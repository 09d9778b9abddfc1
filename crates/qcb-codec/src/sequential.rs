//! Sequential decoder over a stream held in memory.

use qcb_types::{FormatError, Header, Result, Tick};
use std::iter::FusedIterator;

use crate::{Decoded, TickDecoder, decode_header};

/// Decodes a QCB stream whose bytes are all addressable as one slice.
///
/// With the whole stream at hand there are no chunk boundaries to carry
/// records across: a record that runs past the end of the slice is simply
/// truncated.
#[derive(Debug, Clone)]
pub struct SequentialTickReader<'a> {
    body: &'a [u8],
    position: usize,
    header: Header,
    decoder: TickDecoder,
    done: bool,
}

impl<'a> SequentialTickReader<'a> {
    /// Reads the header at the start of `bytes` and positions the reader on
    /// the first record.
    ///
    /// # Errors
    ///
    /// Returns [`FormatError::TruncatedHeader`] or
    /// [`FormatError::InvalidHeader`] for a bad header.
    pub fn new(bytes: &'a [u8]) -> Result<Self> {
        let header = decode_header(bytes)?;
        Ok(Self::with_header(header, &bytes[Header::SIZE..]))
    }

    /// Creates a reader over record bytes whose header was read separately.
    #[must_use]
    pub fn with_header(header: Header, body: &'a [u8]) -> Self {
        Self {
            body,
            position: 0,
            header,
            decoder: TickDecoder::new(&header),
            done: false,
        }
    }

    /// Returns the stream header.
    #[must_use]
    pub const fn header(&self) -> &Header {
        &self.header
    }

    /// Offset of the next record within the record bytes.
    #[must_use]
    pub const fn position(&self) -> usize {
        self.position
    }

    /// Length of the record bytes.
    #[must_use]
    pub const fn len(&self) -> usize {
        self.body.len()
    }

    /// Returns true if there are no record bytes.
    #[must_use]
    pub const fn is_empty(&self) -> bool {
        self.body.is_empty()
    }

    /// Number of ticks decoded so far.
    #[must_use]
    pub const fn ticks_read(&self) -> u64 {
        self.decoder.decoded()
    }

    /// Decodes the next tick.
    ///
    /// Returns `Ok(None)` once the position reaches the end of the record
    /// bytes. After an error, every further call returns `Ok(None)`.
    ///
    /// # Errors
    ///
    /// Returns [`FormatError::TruncatedRecord`] if the last record is cut
    /// short, or any other [`FormatError`] on a corrupt record.
    pub fn next_tick(&mut self) -> Result<Option<Tick>> {
        if self.done || self.position == self.body.len() {
            return Ok(None);
        }

        let remaining = &self.body[self.position..];
        match self.decoder.decode(remaining) {
            Ok(Decoded::Tick { tick, consumed }) => {
                self.position += consumed;
                Ok(Some(tick))
            }
            Ok(Decoded::Incomplete { needed }) => {
                self.done = true;
                tracing::warn!(
                    position = self.position,
                    pending = remaining.len(),
                    needed,
                    "QCB stream ends inside a record"
                );
                Err(FormatError::TruncatedRecord {
                    pending: remaining.len(),
                }
                .into())
            }
            Err(e) => {
                self.done = true;
                tracing::warn!(position = self.position, error = %e, "Corrupt QCB record");
                Err(e.into())
            }
        }
    }
}

impl Iterator for SequentialTickReader<'_> {
    type Item = Result<Tick>;

    fn next(&mut self) -> Option<Self::Item> {
        self.next_tick().transpose()
    }
}

impl FusedIterator for SequentialTickReader<'_> {}

/// Decodes a complete in-memory QCB stream.
///
/// # Errors
///
/// Returns the first header or record error encountered.
pub fn decode_all(bytes: &[u8]) -> Result<(Header, Vec<Tick>)> {
    let reader = SequentialTickReader::new(bytes)?;
    let header = *reader.header();
    let ticks = reader.collect::<Result<Vec<_>>>()?;
    tracing::debug!(ticks = ticks.len(), bytes = bytes.len(), "Decoded QCB stream");
    Ok((header, ticks))
}
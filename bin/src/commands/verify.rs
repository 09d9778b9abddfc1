//! Verify command implementation.
//!
//! Decodes a file once as a whole and once per chunk size, and reports the
//! first tick where the two disagree.

use crate::display::{reader_config, tick_spinner};
use anyhow::{Context, Result, bail};
use qcb_lib::prelude::*;
use std::path::Path;

const DEFAULT_CHUNK_SIZES: [usize; 5] = [1, 2, 5, 34, 4096];

/// Outcome of decoding one file with one chunk size.
#[derive(Debug, PartialEq, Eq)]
enum Outcome {
    Match,
    Mismatch { index: usize },
    LengthDiffers { expected: usize, actual: usize },
}

/// Verify that chunked decoding of `path` matches whole-buffer decoding.
pub(crate) fn verify(path: &Path, chunk_sizes: &[usize], quiet: bool) -> Result<()> {
    let bytes = std::fs::read(path).with_context(|| format!("Failed to read {}", path.display()))?;
    let chunk_sizes = if chunk_sizes.is_empty() {
        &DEFAULT_CHUNK_SIZES[..]
    } else {
        chunk_sizes
    };

    let (header, expected) = decode_all(&bytes).context("Whole-file decode failed")?;
    if !quiet {
        println!(
            "{} ticks, tick size {}, time slice {}",
            expected.len(),
            header.tick_size,
            header.time_slice_ticks
        );
    }

    let mut failures = 0;
    for &chunk_size in chunk_sizes {
        let progress = tick_spinner(quiet, &format!("chunk size {chunk_size}"))?;
        let outcome = compare(&bytes, chunk_size, &expected, |_| progress.inc(1))?;
        progress.finish_and_clear();

        match outcome {
            Outcome::Match => {
                if !quiet {
                    println!("chunk size {chunk_size:>6}: ok");
                }
            }
            Outcome::Mismatch { index } => {
                failures += 1;
                println!("chunk size {chunk_size:>6}: tick {index} differs");
            }
            Outcome::LengthDiffers { expected, actual } => {
                failures += 1;
                println!("chunk size {chunk_size:>6}: {actual} ticks, expected {expected}");
            }
        }
    }

    if failures > 0 {
        bail!("{failures} of {} chunk sizes disagree", chunk_sizes.len());
    }
    Ok(())
}

fn compare(
    bytes: &[u8],
    chunk_size: usize,
    expected: &[Tick],
    mut on_tick: impl FnMut(usize),
) -> Result<Outcome> {
    let reader = ChunkedTickReader::new(bytes, reader_config(chunk_size)?)?;
    let mut count = 0;
    for (index, tick) in reader.enumerate() {
        let tick = tick
            .with_context(|| format!("Chunk size {chunk_size}: decode failed at tick {index}"))?;
        if expected.get(index) != Some(&tick) {
            if index >= expected.len() {
                return Ok(Outcome::LengthDiffers {
                    expected: expected.len(),
                    actual: index + 1,
                });
            }
            return Ok(Outcome::Mismatch { index });
        }
        count += 1;
        on_tick(count);
    }
    if count != expected.len() {
        return Ok(Outcome::LengthDiffers {
            expected: expected.len(),
            actual: count,
        });
    }
    Ok(Outcome::Match)
}
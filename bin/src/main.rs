//! qcb CLI - Inspect, encode and export QCB binary tick files.

use anyhow::Result;
use clap::{CommandFactory, Parser, Subcommand};
use qcb_lib::prelude::*;
use std::path::PathBuf;
use tracing_subscriber::{EnvFilter, fmt, layer::SubscriberExt, util::SubscriberInitExt};

mod commands;
mod display;

use display::Format;

#[derive(Parser)]
#[command(name = "qcb")]
#[command(about = "Inspect, encode and export QCB binary tick files", long_about = None)]
#[command(version)]
struct Cli {
    #[command(subcommand)]
    command: Option<Commands>,

    /// Verbosity level (-v, -vv, -vvv)
    #[arg(short, long, action = clap::ArgAction::Count, global = true)]
    verbose: u8,

    /// Quiet mode (suppress progress output and logs)
    #[arg(short, long, global = true)]
    quiet: bool,
}

#[derive(Subcommand)]
enum Commands {
    /// Show the header and tick count of a QCB file
    Info {
        /// QCB file to inspect
        file: PathBuf,
    },

    /// Decode a QCB file and export its ticks
    Dump {
        /// QCB file to decode
        file: PathBuf,

        /// Output format
        #[arg(short, long, value_enum, default_value = "csv")]
        format: Format,

        /// Output file path. Defaults to stdout.
        #[arg(short, long)]
        output: Option<PathBuf>,

        /// Bytes read from the file per chunk
        #[arg(long, default_value_t = ReaderConfig::DEFAULT_CHUNK_SIZE)]
        chunk_size: usize,

        /// Stop after this many ticks
        #[arg(short, long)]
        limit: Option<usize>,
    },

    /// Encode a CSV of timestamp,bid,ask rows into a QCB file
    Encode {
        /// CSV input with a timestamp,bid,ask header row
        input: PathBuf,

        /// QCB file to write
        #[arg(short, long)]
        output: PathBuf,

        /// Minimum price increment, e.g. 0.00001
        #[arg(long)]
        tick_size: Decimal,

        /// Native time units (100ns) per encoded time unit
        #[arg(long, default_value = "1")]
        time_slice: i32,

        /// Format version to record in the header
        #[arg(long, default_value_t = qcb_lib::FORMAT_VERSION)]
        format_version: i32,

        /// Header flags to record
        #[arg(long, default_value = "0")]
        flags: i32,
    },

    /// Check that chunked decoding matches whole-file decoding
    Verify {
        /// QCB file to verify
        file: PathBuf,

        /// Chunk sizes to test (repeatable). Defaults to 1, 2, 5, 34 and 4096.
        #[arg(long = "chunk-size")]
        chunk_sizes: Vec<usize>,
    },
}

/// Installs the log subscriber. `RUST_LOG` wins over the command line.
fn init_tracing(verbose: u8, quiet: bool) {
    let level = match (quiet, verbose) {
        (true, _) => "off",
        (false, 0) => "warn",
        (false, 1) => "info",
        (false, 2) => "debug",
        (false, _) => "trace",
    };
    tracing_subscriber::registry()
        .with(EnvFilter::try_from_default_env().unwrap_or_else(|_| EnvFilter::new(level)))
        .with(fmt::layer().with_writer(std::io::stderr))
        .init();
}

fn main() -> Result<()> {
    let cli = Cli::parse();
    init_tracing(cli.verbose, cli.quiet);

    // Show help if no command provided
    let Some(command) = cli.command else {
        Cli::command().print_help()?;
        return Ok(());
    };

    match command {
        Commands::Info { file } => commands::info::show_info(&file, cli.quiet),
        Commands::Dump {
            file,
            format,
            output,
            chunk_size,
            limit,
        } => commands::dump::dump(&file, format, output.as_deref(), chunk_size, limit, cli.quiet),
        Commands::Encode {
            input,
            output,
            tick_size,
            time_slice,
            format_version,
            flags,
        } => {
            let header = Header::new(tick_size, time_slice)?
                .with_version(format_version)
                .with_flags(flags);
            commands::encode::encode(&input, &output, header, cli.quiet)
        }
        Commands::Verify { file, chunk_sizes } => {
            commands::verify::verify(&file, &chunk_sizes, cli.quiet)
        }
    }
}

▶ _TASK DIRECTIONS_
Retype the first line of the entries and every line after it, please, through the line that contains "bytes. After an". Add nothing.

▶ _RESULT FOR THIS EXERCISE_
repository 09d9778b9abddfc1
filename crates/qcb-codec/src/sequential.rs
//! Sequential decoder over a stream held in memory.

use qcb_types::{FormatError, Header, Result, Tick};
use std::iter::FusedIterator;

use crate::{Decoded, TickDecoder, decode_header};

/// Decodes a QCB stream whose bytes are all addressable as one slice.
///
/// With the whole stream at hand there are no chunk boundaries to carry
/// records across: a record that runs past the end of the slice is simply
/// truncated.
#[derive(Debug, Clone)]
pub struct SequentialTickReader<'a> {
    body: &'a [u8],
    position: usize,
    header: Header,
    decoder: TickDecoder,
    done: bool,
}

impl<'a> SequentialTickReader<'a> {
    /// Reads the header at the start of `bytes` and positions the reader on
    /// the first record.
    ///
    /// # Errors
    ///
    /// Returns [`FormatError::TruncatedHeader`] or
    /// [`FormatError::InvalidHeader`] for a bad header.
    pub fn new(bytes: &'a [u8]) -> Result<Self> {
        let header = decode_header(bytes)?;
        Ok(Self::with_header(header, &bytes[Header::SIZE..]))
    }

    /// Creates a reader over record bytes whose header was read separately.
    #[must_use]
    pub fn with_header(header: Header, body: &'a [u8]) -> Self {
        Self {
            body,
            position: 0,
            header,
            decoder: TickDecoder::new(&header),
            done: false,
        }
    }

    /// Returns the stream header.
    #[must_use]
    pub const fn header(&self) -> &Header {
        &self.header
    }

    /// Offset of the next record within the record bytes.
    #[must_use]
    pub const fn position(&self) -> usize {
        self.position
    }

    /// Length of the record bytes.
    #[must_use]
    pub const fn len(&self) -> usize {
        self.body.len()
    }

    /// Returns true if there are no record bytes.
    #[must_use]
    pub const fn is_empty(&self) -> bool {
        self.body.is_empty()
    }

    /// Number of ticks decoded so far.
    #[must_use]
    pub const fn ticks_read(&self) -> u64 {
        self.decoder.decoded()
    }

    /// Decodes the next tick.
    ///
    /// Returns `Ok(None)` once the position reaches the end of the record
    /// bytes. After an error, every further call returns `Ok(None)`.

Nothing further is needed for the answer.